Recently, there has been growing interest in developing econometric tools to conduct counterfactual analysis with aggregate data when a single “treated” unit suffers an intervention, such as a policy change, and there is no obvious control group. Usually, the proposed methods are based on the construction of an artificial/synthetic counterfactual from a pool of “untreated” peers, organized in a panel data structure. In this article, we investigate the consequences of applying such methodologies when the data comprise integrated processes of order 1, I(1), or are trend-stationary. We find that for I(1) processes without a cointegrating relationship (spurious case) the estimator of the effects of the intervention diverges, regardless of its existence. Although spurious regression is a well-known concept in time-series econometrics, they have been ignored in most of the literature on counterfactual estimation based on artificial/synthetic controls.
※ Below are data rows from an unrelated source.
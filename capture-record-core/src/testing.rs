//! In-memory devices, muxers and delegates for unit tests.

use std::collections::VecDeque;
use std::path::Path;
use std::sync::Arc;
use std::thread;
use std::time::{Duration, Instant};

use parking_lot::{Condvar, Mutex};

use crate::models::config::ContainerFormat;
use crate::models::error::CaptureError;
use crate::models::format::{AudioFormat, AudioSampleFormat, DeviceKind, MediaFormat, PixelFormat, StreamTag, VideoFormat};
use crate::models::recording_result::RecordingResult;
use crate::models::sample::Sample;
use crate::models::state::SessionState;
use crate::processing::negotiate::PREFERRED_AUDIO;
use crate::reader::{Continuation, ReadCallback, ReadCompletion, ReadEvent};
use crate::traits::device_source::{DeviceDescriptor, DeviceProvider, DeviceSource};
use crate::traits::media_muxer::{MediaMuxer, MuxerProvider, OutputStream};
use crate::traits::session_delegate::SessionDelegate;
use crate::traits::sinks::{AudioMonitor, PreviewSink};
use crate::writer::BuiltinMuxers;

/// Format the fake camera negotiates to when no format is requested.
pub(crate) fn default_video_format() -> VideoFormat {
    VideoFormat::new(1280, 720, 30.0, PixelFormat::Nv12)
}

fn default_formats(kind: DeviceKind) -> Vec<MediaFormat> {
    match kind {
        DeviceKind::Camera => vec![
            MediaFormat::Video(VideoFormat::new(640, 480, 30.0, PixelFormat::Nv12)),
            MediaFormat::Video(default_video_format()),
        ],
        DeviceKind::Microphone => vec![
            MediaFormat::Audio(AudioFormat::new(1, 16000, AudioSampleFormat::I16)),
            MediaFormat::Audio(PREFERRED_AUDIO),
        ],
    }
}

#[derive(Default)]
struct FeedState {
    queue: VecDeque<ReadEvent>,
    pending: Option<ReadCompletion>,
    reads: u64,
    closed: bool,
    fail: Option<CaptureError>,
}

/// Test-controlled event source behind a [`FakeDevice`].
///
/// Events pushed while a read is pending complete it on the pushing thread;
/// otherwise they queue up and are returned synchronously by later reads.
pub(crate) struct FakeFeed {
    formats: Vec<MediaFormat>,
    state: Mutex<FeedState>,
}

impl FakeFeed {
    pub(crate) fn new() -> Arc<Self> {
        Self::with_formats(Vec::new())
    }

    pub(crate) fn with_formats(formats: Vec<MediaFormat>) -> Arc<Self> {
        Arc::new(Self {
            formats,
            state: Mutex::new(FeedState::default()),
        })
    }

    pub(crate) fn push(&self, event: ReadEvent) {
        let completion = {
            let mut state = self.state.lock();
            match state.pending.take() {
                Some(completion) => completion,
                None => {
                    state.queue.push_back(event);
                    return;
                }
            }
        };
        completion.complete(event);
    }

    pub(crate) fn has_pending(&self) -> bool {
        self.state.lock().pending.is_some()
    }

    pub(crate) fn reads(&self) -> u64 {
        self.state.lock().reads
    }

    pub(crate) fn is_closed(&self) -> bool {
        self.state.lock().closed
    }

    /// Reject every following read request with `error`.
    pub(crate) fn fail_reads(&self, error: CaptureError) {
        self.state.lock().fail = Some(error);
    }
}

pub(crate) struct FakeDevice {
    descriptor: DeviceDescriptor,
    feed: Arc<FakeFeed>,
    format: Option<MediaFormat>,
    open: bool,
}

impl DeviceSource for FakeDevice {
    fn descriptor(&self) -> &DeviceDescriptor {
        &self.descriptor
    }

    fn native_formats(&self) -> Vec<MediaFormat> {
        if self.feed.formats.is_empty() {
            default_formats(self.descriptor.kind)
        } else {
            self.feed.formats.clone()
        }
    }

    fn set_format(&mut self, format: &MediaFormat) -> Result<(), CaptureError> {
        if !self.native_formats().contains(format) {
            return Err(CaptureError::FormatNotSupported(format!("{:?}", format)));
        }
        self.format = Some(*format);
        Ok(())
    }

    fn format(&self) -> Option<MediaFormat> {
        self.format
    }

    fn read_sample(&mut self, completion: ReadCompletion) -> Result<(), CaptureError> {
        let event = {
            let mut state = self.feed.state.lock();
            state.reads += 1;
            if let Some(error) = &state.fail {
                return Err(error.clone());
            }
            if state.closed {
                return Err(CaptureError::DeviceNotAvailable(self.descriptor.id.clone()));
            }
            match state.queue.pop_front() {
                Some(event) => event,
                None => {
                    state.pending = Some(completion);
                    return Ok(());
                }
            }
        };
        completion.complete(event);
        Ok(())
    }

    fn close(&mut self) {
        let pending = {
            let mut state = self.feed.state.lock();
            state.closed = true;
            state.pending.take()
        };
        self.open = false;
        drop(pending);
    }

    fn is_open(&self) -> bool {
        self.open
    }
}

/// Opens [`FakeDevice`]s registered by id.
#[derive(Default)]
pub(crate) struct FakeProvider {
    cameras: Vec<(String, Arc<FakeFeed>)>,
    microphones: Vec<(String, Arc<FakeFeed>)>,
    deny_microphone: bool,
    open_delay: Option<Duration>,
}

impl FakeProvider {
    pub(crate) fn new() -> Self {
        Self::default()
    }

    pub(crate) fn with_camera(mut self, id: &str, feed: Arc<FakeFeed>) -> Self {
        self.cameras.push((id.to_string(), feed));
        self
    }

    pub(crate) fn with_microphone(mut self, id: &str, feed: Arc<FakeFeed>) -> Self {
        self.microphones.push((id.to_string(), feed));
        self
    }

    pub(crate) fn deny_microphone(mut self) -> Self {
        self.deny_microphone = true;
        self
    }

    /// Every `open` sleeps for `delay` first.
    pub(crate) fn slow_open(mut self, delay: Duration) -> Self {
        self.open_delay = Some(delay);
        self
    }
}

impl DeviceProvider for FakeProvider {
    fn open(&self, kind: DeviceKind, id: &str) -> Result<Box<dyn DeviceSource>, CaptureError> {
        if let Some(delay) = self.open_delay {
            thread::sleep(delay);
        }
        if kind == DeviceKind::Microphone && self.deny_microphone {
            return Err(CaptureError::PermissionDenied);
        }
        let devices = match kind {
            DeviceKind::Camera => &self.cameras,
            DeviceKind::Microphone => &self.microphones,
        };
        let feed = devices
            .iter()
            .find(|(device_id, _)| device_id == id)
            .map(|(_, feed)| Arc::clone(feed))
            .ok_or_else(|| CaptureError::DeviceNotAvailable(id.to_string()))?;
        feed.state.lock().closed = false;

        Ok(Box::new(FakeDevice {
            descriptor: DeviceDescriptor::new(id, format!("Fake {}", id), kind),
            feed,
            format: None,
            open: true,
        }))
    }
}

/// Records reader completions. Stops the loop on anything but a sample, or
/// once `stop_after` completions were seen.
pub(crate) struct CallbackLog {
    events: Mutex<Vec<(StreamTag, ReadEvent)>>,
    stop_after: Option<usize>,
}

impl CallbackLog {
    pub(crate) fn new() -> Arc<Self> {
        Arc::new(Self {
            events: Mutex::new(Vec::new()),
            stop_after: None,
        })
    }

    pub(crate) fn stopping_after(count: usize) -> Arc<Self> {
        Arc::new(Self {
            events: Mutex::new(Vec::new()),
            stop_after: Some(count),
        })
    }

    pub(crate) fn events(&self) -> Vec<(StreamTag, ReadEvent)> {
        self.events.lock().clone()
    }

    pub(crate) fn len(&self) -> usize {
        self.events.lock().len()
    }

    pub(crate) fn timestamps(&self, stream: StreamTag) -> Vec<i64> {
        self.events
            .lock()
            .iter()
            .filter_map(|(tag, event)| match event {
                ReadEvent::Sample(sample) if *tag == stream => Some(sample.timestamp()),
                _ => None,
            })
            .collect()
    }
}

impl ReadCallback for CallbackLog {
    fn on_read_complete(&self, stream: StreamTag, event: ReadEvent) -> Continuation {
        let is_sample = event.is_sample();
        let mut events = self.events.lock();
        events.push((stream, event));
        let limit_reached = self.stop_after.is_some_and(|n| events.len() >= n);
        if !is_sample || limit_reached {
            Continuation::Stop
        } else {
            Continuation::Continue
        }
    }
}

/// Built-in muxers with injected failures.
#[derive(Debug, Clone, Default)]
pub(crate) struct FlakyMuxers {
    failing: Vec<usize>,
    unwritable_after: Option<usize>,
    finalize_delay: Option<Duration>,
    write_delay: Option<Duration>,
}

impl FlakyMuxers {
    /// The listed writes (0-based) fail with `EncodingFailed`; the muxer stays
    /// writable.
    pub(crate) fn failing_writes(writes: &[usize]) -> Self {
        Self {
            failing: writes.to_vec(),
            ..Default::default()
        }
    }

    /// Every write after the first `writes` fails and leaves the muxer
    /// unwritable, as on a full disk.
    pub(crate) fn unwritable_after(writes: usize) -> Self {
        Self {
            unwritable_after: Some(writes),
            ..Default::default()
        }
    }

    pub(crate) fn slow_finalize(delay: Duration) -> Self {
        Self {
            finalize_delay: Some(delay),
            ..Default::default()
        }
    }

    pub(crate) fn slow_writes(delay: Duration) -> Self {
        Self {
            write_delay: Some(delay),
            ..Default::default()
        }
    }
}

impl MuxerProvider for FlakyMuxers {
    fn create_muxer(&self, path: &Path, container: &ContainerFormat) -> Result<Box<dyn MediaMuxer>, CaptureError> {
        Ok(Box::new(FlakyMuxer {
            inner: BuiltinMuxers.create_muxer(path, container)?,
            plan: self.clone(),
            writes: 0,
            writable: true,
        }))
    }
}

struct FlakyMuxer {
    inner: Box<dyn MediaMuxer>,
    plan: FlakyMuxers,
    writes: usize,
    writable: bool,
}

impl MediaMuxer for FlakyMuxer {
    fn add_stream(&mut self, stream: &OutputStream) -> Result<usize, CaptureError> {
        self.inner.add_stream(stream)
    }

    fn begin_writing(&mut self) -> Result<(), CaptureError> {
        self.inner.begin_writing()
    }

    fn write_sample(
        &mut self,
        stream_index: usize,
        timestamp: i64,
        duration: Option<i64>,
        payload: &[u8],
    ) -> Result<(), CaptureError> {
        let n = self.writes;
        self.writes += 1;
        if let Some(delay) = self.plan.write_delay {
            thread::sleep(delay);
        }
        if self.plan.unwritable_after.is_some_and(|limit| n >= limit) {
            self.writable = false;
            return Err(CaptureError::StorageError("no space left on device".into()));
        }
        if self.plan.failing.contains(&n) {
            return Err(CaptureError::EncodingFailed(format!("injected failure on write {}", n)));
        }
        self.inner.write_sample(stream_index, timestamp, duration, payload)
    }

    fn is_writable(&self) -> bool {
        self.writable && self.inner.is_writable()
    }

    fn finalize(&mut self) -> Result<(), CaptureError> {
        if let Some(delay) = self.plan.finalize_delay {
            thread::sleep(delay);
        }
        self.inner.finalize()
    }
}

#[derive(Debug, Clone, PartialEq)]
pub(crate) enum SessionEvent {
    State(SessionState),
    StreamingStarted,
    StreamingStopped,
    StreamingError(CaptureError),
    RecordingStarted,
    RecordingStopped(Option<RecordingResult>),
    RecordingError(CaptureError),
    Duration(i64),
}

/// Session delegate recording every notification in order.
#[derive(Default)]
pub(crate) struct EventLog {
    events: Mutex<Vec<SessionEvent>>,
    changed: Condvar,
}

impl EventLog {
    pub(crate) fn new() -> Arc<Self> {
        Arc::new(Self::default())
    }

    fn record(&self, event: SessionEvent) {
        self.events.lock().push(event);
        self.changed.notify_all();
    }

    pub(crate) fn events(&self) -> Vec<SessionEvent> {
        self.events.lock().clone()
    }

    pub(crate) fn count(&self, matches: impl Fn(&SessionEvent) -> bool) -> usize {
        self.events.lock().iter().filter(|e| matches(e)).count()
    }

    pub(crate) fn durations(&self) -> Vec<i64> {
        self.events
            .lock()
            .iter()
            .filter_map(|e| match e {
                SessionEvent::Duration(ms) => Some(*ms),
                _ => None,
            })
            .collect()
    }

    pub(crate) fn recordings_stopped(&self) -> Vec<Option<RecordingResult>> {
        self.events
            .lock()
            .iter()
            .filter_map(|e| match e {
                SessionEvent::RecordingStopped(result) => Some(result.clone()),
                _ => None,
            })
            .collect()
    }

    /// Block until `done` holds for the recorded events or `timeout` passes.
    pub(crate) fn wait_until(&self, timeout: Duration, done: impl Fn(&[SessionEvent]) -> bool) -> bool {
        let deadline = Instant::now() + timeout;
        let mut events = self.events.lock();
        while !done(&events) {
            if self.changed.wait_until(&mut events, deadline).timed_out() {
                return done(&events);
            }
        }
        true
    }
}

impl SessionDelegate for EventLog {
    fn on_state_changed(&self, state: SessionState) {
        self.record(SessionEvent::State(state));
    }

    fn on_streaming_started(&self) {
        self.record(SessionEvent::StreamingStarted);
    }

    fn on_streaming_stopped(&self) {
        self.record(SessionEvent::StreamingStopped);
    }

    fn on_streaming_error(&self, error: &CaptureError) {
        self.record(SessionEvent::StreamingError(error.clone()));
    }

    fn on_recording_started(&self) {
        self.record(SessionEvent::RecordingStarted);
    }

    fn on_recording_stopped(&self, result: Option<&RecordingResult>) {
        self.record(SessionEvent::RecordingStopped(result.cloned()));
    }

    fn on_recording_error(&self, error: &CaptureError) {
        self.record(SessionEvent::RecordingError(error.clone()));
    }

    fn on_duration_changed(&self, duration_ms: i64) {
        self.record(SessionEvent::Duration(duration_ms));
    }
}

/// Preview sink and audio monitor keeping what they were handed.
#[derive(Default)]
pub(crate) struct FrameLog {
    video: Mutex<Vec<i64>>,
    audio: Mutex<Vec<Sample>>,
}

impl FrameLog {
    pub(crate) fn new() -> Arc<Self> {
        Arc::new(Self::default())
    }

    pub(crate) fn video_timestamps(&self) -> Vec<i64> {
        self.video.lock().clone()
    }

    pub(crate) fn audio_samples(&self) -> Vec<Sample> {
        self.audio.lock().clone()
    }
}

impl PreviewSink for FrameLog {
    fn on_video_sample(&self, sample: &Sample, _format: &VideoFormat) {
        self.video.lock().push(sample.timestamp());
    }
}

impl AudioMonitor for FrameLog {
    fn on_audio_sample(&self, sample: &Sample, _format: &AudioFormat) {
        self.audio.lock().push(sample.clone());
    }
}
For the case when at least one cointegration relationship exists, we have consistent estimators for the intervention effect albeit with a nonstandard distribution. Finally, we discuss a test based on resampling which can be applied when there is at least one cointegration relationship or when the data are trend-stationary.

Suggested Citation

  • Ricardo Masini & Marcelo C. Medeiros, 2022. "Counterfactual Analysis and Inference With Nonstationary Data," Journal of Business & Economic Statistics, Taylor & Francis Journals, vol. 40(1), pages 227-239, January.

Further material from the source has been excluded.